Yes, I am concerned, as I often am, of hurting someone. But here’s the thing: I don’t go into relationships all willy-nilly. Behind that “boyfriend” is a lot of work. On his side, I maintain open and honest communication with his spouse and other partners – I know that if anything comes up for them that they will talk to me about it and that they are all mature enough adults to be able to process their feelings in healthy ways. I will not date anyone for whom this is not the case. Period.
As for [Trydaen], as I’m sure you wonder about, we have four and a half years of thorough communication and consideration. We have had many conversations about how we want our relationship to work. What he wants to know about my outside relationships and what doesn’t matter to him. I’ve spent enough time with him to know that I can trust him to communicate what he wants and needs out of a relationship with me.
He is not pursuing other relationships at this point in time due to being too busy. And that’s his call. As he understands that I am choosing to do so. [Trydaen] and the new guy ([Diplomat]) have met and seem, as far as I can tell from the outside, to get along just fine. I trust both of them sufficiently to communicate with each other if anything needs to be talked about.
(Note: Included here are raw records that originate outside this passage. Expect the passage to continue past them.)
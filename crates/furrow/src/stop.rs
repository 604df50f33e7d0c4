//! Operator-triggered cooperative abort via an on-disk signal file.

use std::fs::File;
use std::io::{BufRead, BufReader};
use std::path::PathBuf;

use tracing::{event, Level};

/// Watches a user-writable stop file. The session checks this between
/// dispatches and while waiting on completions; it never kills running
/// child processes.
#[derive(Debug, Clone, Default)]
pub struct StopSignal {
    path: Option<PathBuf>,
    magic: String,
}

impl StopSignal {
    pub fn new(path: Option<PathBuf>, magic: impl Into<String>) -> Self {
        Self {
            path,
            magic: magic.into(),
        }
    }

    pub fn disabled() -> Self {
        Self::default()
    }

    /// True when the stop file exists and, if a magic string is configured,
    /// one of its lines contains that substring.
    pub fn should_stop(&self) -> bool {
        let Some(path) = &self.path else {
            return false;
        };
        if !path.exists() {
            return false;
        }

        if self.magic.is_empty() {
            event!(Level::INFO, path = %path.display(), "Stop file present");
            return true;
        }

        let file = match File::open(path) {
            Ok(file) => file,
            Err(error) => {
                event!(Level::WARN, path = %path.display(), %error, "Failed to open stop file");
                return false;
            }
        };

        for line in BufReader::new(file).lines() {
            match line {
                Ok(line) if line.contains(&self.magic) => {
                    event!(Level::INFO, path = %path.display(), "Stop file contains stop marker");
                    return true;
                }
                Ok(_) => {}
                Err(error) => {
                    event!(Level::WARN, path = %path.display(), %error, "Failed to read stop file");
                    return false;
                }
            }
        }

        false
    }
}

#[cfg(test)]
mod tests {
    use super::*;

    #[test]
    fn disabled_signal_never_stops() {
        assert!(!StopSignal::disabled().should_stop());
    }

    #[test]
    fn missing_file_does_not_stop() {
        let dir = tempfile::TempDir::new().expect("creating temp dir");
        let signal = StopSignal::new(Some(dir.path().join("stop")), "");
        assert!(!signal.should_stop());
    }

    #[test]
    fn presence_alone_stops_without_magic() {
        let dir = tempfile::TempDir::new().expect("creating temp dir");
        let path = dir.path().join("stop");
        std::fs::write(&path, "anything at all").expect("writing stop file");

        let signal = StopSignal::new(Some(path), "");
        assert!(signal.should_stop());
    }

    #[test]
    fn magic_requires_a_matching_line() {
        let dir = tempfile::TempDir::new().expect("creating temp dir");
        let path = dir.path().join("stop");

        std::fs::write(&path, "nothing relevant\nstill nothing\n").expect("writing stop file");
        let signal = StopSignal::new(Some(path.clone()), "STOP_ALL");
        assert!(!signal.should_stop());

        std::fs::write(&path, "prefix STOP_ALL suffix\n").expect("writing stop file");
        assert!(signal.should_stop());
    }
}
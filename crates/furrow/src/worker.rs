//! Worker slots and their construction from a node list.
//!
//! A worker is a reusable scheduling slot bound to one node and a contiguous
//! range of that node's cores. The pool partitions every node into the same
//! number of slots and hands out free worker ids in FIFO order.

use std::collections::VecDeque;
use std::fmt;

use error_stack::Report;
use serde::{Deserialize, Serialize};

use crate::settings::ConfigError;

/// A compute node as supplied by the environment: an address and the number
/// of usable cores.
#[derive(Debug, Clone, Serialize, Deserialize)]
pub struct ComputeNode {
    pub address: String,
    pub cores: u32,
}

/// The node a worker's cores belong to.
#[derive(Debug, Clone, PartialEq, Eq)]
pub struct WorkerHost {
    pub id: usize,
    pub address: String,
}

/// An inclusive range of core indices reserved for one worker.
#[derive(Debug, Clone, Copy, PartialEq, Eq)]
pub struct CoreRange {
    pub start: u32,
    pub end: u32,
}

impl CoreRange {
    pub fn width(&self) -> u32 {
        self.end - self.start + 1
    }

    pub fn overlaps(&self, other: &CoreRange) -> bool {
        self.start <= other.end && other.start <= self.end
    }
}

impl fmt::Display for CoreRange {
    /// Renders the pinning-list syntax consumed by the launch wrapper.
    fn fmt(&self, f: &mut fmt::Formatter<'_>) -> fmt::Result {
        write!(f, "{}-{}", self.start, self.end)
    }
}

/// One scheduling slot. Workers are created once at session start and
/// recycled between tasks; their ids are stable for the whole session.
#[derive(Debug, Clone)]
pub struct Worker {
    pub id: usize,
    pub host: WorkerHost,
    pub cores: CoreRange,
}

/// The full set of workers plus the FIFO free queue of worker ids.
///
/// Only the session's dispatch loop touches the queue, so no synchronization
/// is needed around checkout/checkin.
pub struct WorkerPool {
    workers: Vec<Worker>,
    free: VecDeque<usize>,
}

impl WorkerPool {
    /// Partition each node's cores into `processes_per_node` contiguous,
    /// non-overlapping ranges and build one worker per range. Worker ids
    /// increase globally starting at 0, in node order then range order.
    pub fn load(
        nodes: &[ComputeNode],
        processes_per_node: u32,
    ) -> Result<Self, Report<ConfigError>> {
        if nodes.is_empty() {
            return Err(Report::new(ConfigError::EmptyNodeList));
        }
        if processes_per_node == 0 {
            return Err(Report::new(ConfigError::ZeroProcessesPerNode));
        }

        let mut workers = Vec::with_capacity(nodes.len() * processes_per_node as usize);
        for (host_id, node) in nodes.iter().enumerate() {
            if node.cores < processes_per_node {
                return Err(Report::new(ConfigError::TooFewCores {
                    address: node.address.clone(),
                    cores: node.cores,
                    slots: processes_per_node,
                }));
            }

            let base = node.cores / processes_per_node;
            let remainder = node.cores % processes_per_node;
            let mut start = 0;
            for slot in 0..processes_per_node {
                let width = base + u32::from(slot < remainder);
                workers.push(Worker {
                    id: workers.len(),
                    host: WorkerHost {
                        id: host_id,
                        address: node.address.clone(),
                    },
                    cores: CoreRange {
                        start,
                        end: start + width - 1,
                    },
                });
                start += width;
            }
        }

        let free = (0..workers.len()).collect();
        Ok(Self { workers, free })
    }

    pub fn total(&self) -> usize {
        self.workers.len()
    }

    pub fn free_count(&self) -> usize {
        self.free.len()
    }

    pub fn workers(&self) -> &[Worker] {
        &self.workers
    }

    pub fn get(&self, id: usize) -> &Worker {
        &self.workers[id]
    }

    /// Take the next free worker id, if any.
    pub fn checkout(&mut self) -> Option<usize> {
        self.free.pop_front()
    }

    /// Return a worker id to the back of the free queue.
    pub fn checkin(&mut self, id: usize) {
        debug_assert!(id < self.workers.len());
        debug_assert!(!self.free.contains(&id));
        self.free.push_back(id);
    }
}

#[cfg(test)]
mod tests {
    use super::*;

    fn nodes(cores: &[u32]) -> Vec<ComputeNode> {
        cores
            .iter()
            .enumerate()
            .map(|(i, cores)| ComputeNode {
                address: format!("node{i}"),
                cores: *cores,
            })
            .collect()
    }

    #[test]
    fn even_partition() {
        let pool = WorkerPool::load(&nodes(&[4]), 2).expect("loading pool");

        assert_eq!(pool.total(), 2);
        assert_eq!(pool.get(0).cores, CoreRange { start: 0, end: 1 });
        assert_eq!(pool.get(1).cores, CoreRange { start: 2, end: 3 });
    }

    #[test]
    fn uneven_partition_is_balanced() {
        let pool = WorkerPool::load(&nodes(&[7]), 3).expect("loading pool");

        let ranges: Vec<_> = pool.workers().iter().map(|w| w.cores).collect();
        assert_eq!(
            ranges,
            [
                CoreRange { start: 0, end: 2 },
                CoreRange { start: 3, end: 4 },
                CoreRange { start: 5, end: 6 },
            ]
        );

        let covered: u32 = ranges.iter().map(CoreRange::width).sum();
        assert_eq!(covered, 7);
        for (i, a) in ranges.iter().enumerate() {
            for b in &ranges[i + 1..] {
                assert!(!a.overlaps(b), "ranges {a} and {b} overlap");
            }
        }
    }

    #[test]
    fn worker_ids_increase_across_nodes() {
        let pool = WorkerPool::load(&nodes(&[4, 4]), 2).expect("loading pool");

        assert_eq!(pool.total(), 4);
        let ids: Vec<_> = pool.workers().iter().map(|w| w.id).collect();
        assert_eq!(ids, [0, 1, 2, 3]);
        assert_eq!(pool.get(2).host.address, "node1");
        assert_eq!(pool.get(2).cores, CoreRange { start: 0, end: 1 });
    }

    #[test]
    fn checkout_is_fifo_and_checkin_recycles() {
        let mut pool = WorkerPool::load(&nodes(&[4]), 2).expect("loading pool");

        assert_eq!(pool.checkout(), Some(0));
        assert_eq!(pool.checkout(), Some(1));
        assert_eq!(pool.checkout(), None);

        pool.checkin(1);
        pool.checkin(0);
        assert_eq!(pool.free_count(), 2);
        assert_eq!(pool.checkout(), Some(1));
        assert_eq!(pool.checkout(), Some(0));
    }

    #[test]
    fn rejects_bad_configurations() {
        assert!(WorkerPool::load(&[], 2).is_err());
        assert!(WorkerPool::load(&nodes(&[4]), 0).is_err());
        assert!(WorkerPool::load(&nodes(&[2]), 4).is_err());
    }
}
So, the TL;DR (as they say on the internet these days) is this: Yes, I am concerned, but no, I know that there is enough space for open and honest communication between all parties involved that enthusiastic consent is given and received by all.
[My first initial]
So, yeah. I’m a bit nervous about sending that off, but I think it’s the right thing to do. I want him to understand that this is done out of love, rather than callousness.